All datasets must be converted to CSV format before uploading (support for other formats coming soon), additionally, there are other things to consider when formatting your data for more complex tasks. For more information on formatting data, go here.

Step 2: Creating a Task

Now we can use this dataset to train AI models that recommend dresses to the store managers based on sales potential.

Upon clicking the button you will be asked to upload your data, this can be done by dragging and dropping or just finding the file using a file browser:

Once the data is uploaded, you have another chance to review the data:

  • Data Review: (red box) Make sure the data is shown correctly and there should be no errors in the data. Make any corrections if needed.

After the data has been uploaded and reviewed, the task parameters are set:

Certain areas of the screen have been marked to point out all three that must be specified:

  • Column to Predict: (red box) Select the label column of your choosing. This is the information you are going to learn after training your model.
    • It was decided that the “recommendation” column is our label, so it is selected as the column to predict.
  • Task: (blue box) A plethora of tasks: prediction, forecasting, and recommendations can be selected. These are all tasks we can tell the model to be made for. 
    • “Classification” is for discrete values (which binary decisions are) so it is chosen.
  • Metric: (green box) Picking a key metric helps you evaluate the model based on what you most value. All metrics picked here are various ways to measure the “accuracy” of your model, and for this task, the chosen “accuracy” metric consists of how often the model makes the correct prediction out of all predictions made.
    • Since our sales decisions will depend on the model’s predictions, we want a model that makes the correct prediction as often as possible, therefore we would choose accuracy as our metric to evaluate the quality of created models.

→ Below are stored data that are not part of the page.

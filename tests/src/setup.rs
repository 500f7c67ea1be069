//! Common test setup functions.

use api::{router, state::AppState};
use axum::Router;
use chrono::{DateTime, Utc};
use clickhouse_client::BatchWriter;
use metering_core::{DataSourceSpec, FixedClock, ImportDefaults};
use std::sync::Arc;
use tokio::task::JoinHandle;
use tokio_util::sync::CancellationToken;
use worker::{ConcurrencyGate, Coordinator, CoordinatorHandle, ImportContext};

use crate::fixtures::at;
use crate::mocks::{MockBackend, MockStore};

/// Test context with a running coordinator over mock I/O.
///
/// This provides the same production code paths by:
/// - Using the real Axum router with all layers
/// - Using the real coordinator, workers, importers and batch writer
/// - Using `MockBackend`/`MockStore` behind the production traits
pub struct TestContext {
    pub backend: MockBackend,
    pub store: MockStore,
    pub clock: Arc<FixedClock>,
    pub gate: ConcurrencyGate,
    pub coordinator: CoordinatorHandle,
    pub router: Router,
    cancel: CancellationToken,
    task: Option<JoinHandle<()>>,
}

/// Knobs for [`TestContext::with_options`].
#[derive(Debug, Clone)]
pub struct ContextOptions {
    pub now: DateTime<Utc>,
    pub gate_capacity: usize,
    pub max_statement_bytes: usize,
    pub defaults: ImportDefaults,
}

impl Default for ContextOptions {
    fn default() -> Self {
        Self {
            now: at(12, 0),
            gate_capacity: 4,
            max_statement_bytes: clickhouse_client::DEFAULT_MAX_STATEMENT_BYTES,
            defaults: ImportDefaults::default(),
        }
    }
}

impl ContextOptions {
    /// Defaults with a 30 minute max query range, enough for six chunks.
    pub fn wide_range() -> Self {
        Self {
            defaults: ImportDefaults {
                max_query_range_secs: 1800,
                ..ImportDefaults::default()
            },
            ..Self::default()
        }
    }
}

impl TestContext {
    /// Context with default options; "now" is 2019-01-01 12:00 UTC.
    pub async fn new() -> Self {
        Self::with_options(ContextOptions::default()).await
    }

    pub async fn with_options(options: ContextOptions) -> Self {
        let backend = MockBackend::new();
        let store = MockStore::new();
        let clock = Arc::new(FixedClock::new(options.now));
        let gate = ConcurrencyGate::new(options.gate_capacity);
        let cancel = CancellationToken::new();

        let ctx = ImportContext {
            backend: Arc::new(backend.clone()),
            store: Arc::new(store.clone()),
            writer: BatchWriter::new(options.max_statement_bytes),
            clock: clock.clone(),
        };
        let (coordinator, task) =
            Coordinator::spawn(ctx, options.defaults, gate.clone(), cancel.clone());

        let router = router(AppState::new(coordinator.clone()));

        Self {
            backend,
            store,
            clock,
            gate,
            coordinator,
            router,
            cancel,
            task: Some(task),
        }
    }

    /// Register data sources, panicking on rejection.
    pub async fn register(&self, specs: impl IntoIterator<Item = DataSourceSpec>) {
        for spec in specs {
            let name = spec.name.clone();
            self.coordinator
                .upsert_data_source(spec)
                .await
                .unwrap_or_else(|e| panic!("failed to register {}: {}", name, e));
        }
    }

    /// Let spawned workers run their pending ticks.
    pub async fn settle(&self) {
        tokio::time::sleep(std::time::Duration::from_millis(10)).await;
    }

    /// Cancel the coordinator and wait for every worker to stop.
    pub async fn shutdown(&mut self) {
        self.cancel.cancel();
        if let Some(task) = self.task.take() {
            task.await.expect("coordinator task panicked");
        }
    }
}

impl Drop for TestContext {
    fn drop(&mut self) {
        self.cancel.cancel();
    }
}

/// Serve `app` on an ephemeral local port and return its base URL.
pub async fn spawn_server(app: Router) -> String {
    let listener = tokio::net::TcpListener::bind("127.0.0.1:0")
        .await
        .expect("Failed to bind test listener");
    let addr = listener.local_addr().expect("listener has no address");
    tokio::spawn(async move {
        axum::serve(listener, app).await.ok();
    });
    format!("http://{}", addr)
}
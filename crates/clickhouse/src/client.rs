//! ClickHouse client wrapper.

use crate::config::ClickHouseConfig;
use clickhouse::Client;
use metering_core::{validate_table_name, Error, Result};
use tracing::info;
use url::Url;

/// ClickHouse client wrapper. Cheap to clone; clones share the HTTP pool.
#[derive(Clone)]
pub struct ClickHouseClient {
    inner: Client,
    config: ClickHouseConfig,
}

impl ClickHouseClient {
    /// Creates a new ClickHouse client.
    ///
    /// The server-side query size limit is raised to the statement cap so
    /// a full batch is never rejected by the parser.
    pub fn new(config: ClickHouseConfig) -> Result<Self> {
        Url::parse(&config.url)
            .map_err(|e| Error::config(format!("invalid ClickHouse url {}: {}", config.url, e)))?;
        validate_table_name(&config.database)
            .map_err(|_| Error::config(format!("invalid database name: {}", config.database)))?;

        let mut client = Client::default()
            .with_url(&config.url)
            .with_database(&config.database)
            .with_option("max_query_size", config.max_statement_bytes.to_string())
            .with_option("wait_end_of_query", "1");

        if let Some(ref user) = config.username {
            client = client.with_user(user);
        }
        if let Some(ref pass) = config.password {
            client = client.with_password(pass);
        }

        info!(
            url = %config.url,
            database = %config.database,
            max_statement_bytes = config.max_statement_bytes,
            "Created ClickHouse client"
        );

        Ok(Self {
            inner: client,
            config,
        })
    }

    pub fn inner(&self) -> &Client {
        &self.inner
    }

    pub fn config(&self) -> &ClickHouseConfig {
        &self.config
    }
}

Metrics depend on the type of learning tasks. For other available learning tasks and metrics, please refer to Classification and Regression.

Step 3: Model Training and Testing

The process of training, testing, and creating models is entirely automatic. Still, it is not immediate, and the process can take anywhere from a few minutes to a few days depending on the type and size of the data the AI needs to learn.

While the process may be automatic, it can still be monitored:

To get a more detailed look at the process, click on the model’s name.

Step 4: Review Models

After training, the best models can be reviewed and selected:

On this screen, models can be reviewed and selected based on previously set metrics. Key points to notice are:

  • Key Metric: (red box) This is the pre-selected “important” metric that should most inform the model picking decision.
  • Detailed Info: (blue box) Here is where additional details of a certain model can be viewed and factored into the decision making process.
  • Copy ID: (green box) This is where the ID of each model can be copied to your clipboard for use in Publishing.
  • API Exporting: (orange box) If the model is to be exported to another site, this option allows it to be immediately formatted into API and published. (For more information on API click here.)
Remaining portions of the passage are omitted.